# Exercise data
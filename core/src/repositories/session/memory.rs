//! In-process implementation of SessionStore

use async_trait::async_trait;
use std::collections::HashMap;
use std::sync::Arc;
use std::time::Duration;
use tokio::sync::RwLock;
use tokio::time::Instant;

use crate::domain::entities::session::Fields;
use crate::errors::StoreError;

use super::trait_::{check_fields, SessionStore};

/// Longest TTL the store honours; longer ones are cut to this
const MAX_TTL: Duration = Duration::from_secs(100 * 365 * 24 * 60 * 60);

struct Entry {
    fields: Fields,
    expires_at: Instant,
}

impl Entry {
    fn is_live(&self, now: Instant) -> bool {
        now < self.expires_at
    }
}

/// Session store backed by a map in process memory.
///
/// TTLs follow the tokio clock, so tests can pause and advance time.
/// Expired entries are dropped lazily on the next write.
#[derive(Clone, Default)]
pub struct InMemorySessionStore {
    entries: Arc<RwLock<HashMap<String, Entry>>>,
}

impl InMemorySessionStore {
    pub fn new() -> Self {
        Self::default()
    }

    /// Number of live (unexpired) records
    pub async fn len(&self) -> usize {
        let now = Instant::now();
        let entries = self.entries.read().await;
        entries.values().filter(|e| e.is_live(now)).count()
    }

    pub async fn is_empty(&self) -> bool {
        self.len().await == 0
    }

    /// Remaining lifetime of a live record
    pub async fn ttl(&self, key: &str) -> Option<Duration> {
        let now = Instant::now();
        let entries = self.entries.read().await;
        entries
            .get(key)
            .filter(|e| e.is_live(now))
            .map(|e| e.expires_at - now)
    }
}

#[async_trait]
impl SessionStore for InMemorySessionStore {
    async fn put(&self, key: &str, fields: Fields, ttl: Duration) -> Result<(), StoreError> {
        check_fields(key, &fields)?;

        let now = Instant::now();
        let mut entries = self.entries.write().await;

        entries.retain(|_, e| e.is_live(now));
        entries.insert(
            key.to_string(),
            Entry {
                fields,
                expires_at: now + ttl.min(MAX_TTL),
            },
        );
        Ok(())
    }

    async fn get_all(&self, key: &str) -> Result<Option<Fields>, StoreError> {
        let now = Instant::now();
        let entries = self.entries.read().await;
        Ok(entries
            .get(key)
            .filter(|e| e.is_live(now))
            .map(|e| e.fields.clone()))
    }

    async fn delete(&self, key: &str) -> Result<bool, StoreError> {
        let now = Instant::now();
        let mut entries = self.entries.write().await;
        Ok(entries.remove(key).is_some_and(|e| e.is_live(now)))
    }
}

# What to do
Reproduce exactly the lines of the records above from the one with "cut to this" to the one with "impl SessionStore for", both included, and leave out everything else.

# Answer
/// Longest TTL the store honours; longer ones are cut to this
const MAX_TTL: Duration = Duration::from_secs(100 * 365 * 24 * 60 * 60);

struct Entry {
    fields: Fields,
    expires_at: Instant,
}

impl Entry {
    fn is_live(&self, now: Instant) -> bool {
        now < self.expires_at
    }
}

/// Session store backed by a map in process memory.
///
/// TTLs follow the tokio clock, so tests can pause and advance time.
/// Expired entries are dropped lazily on the next write.
#[derive(Clone, Default)]
pub struct InMemorySessionStore {
    entries: Arc<RwLock<HashMap<String, Entry>>>,
}

impl InMemorySessionStore {
    pub fn new() -> Self {
        Self::default()
    }

    /// Number of live (unexpired) records
    pub async fn len(&self) -> usize {
        let now = Instant::now();
        let entries = self.entries.read().await;
        entries.values().filter(|e| e.is_live(now)).count()
    }

    pub async fn is_empty(&self) -> bool {
        self.len().await == 0
    }

    /// Remaining lifetime of a live record
    pub async fn ttl(&self, key: &str) -> Option<Duration> {
        let now = Instant::now();
        let entries = self.entries.read().await;
        entries
            .get(key)
            .filter(|e| e.is_live(now))
            .map(|e| e.expires_at - now)
    }
}

#[async_trait]
impl SessionStore for InMemorySessionStore {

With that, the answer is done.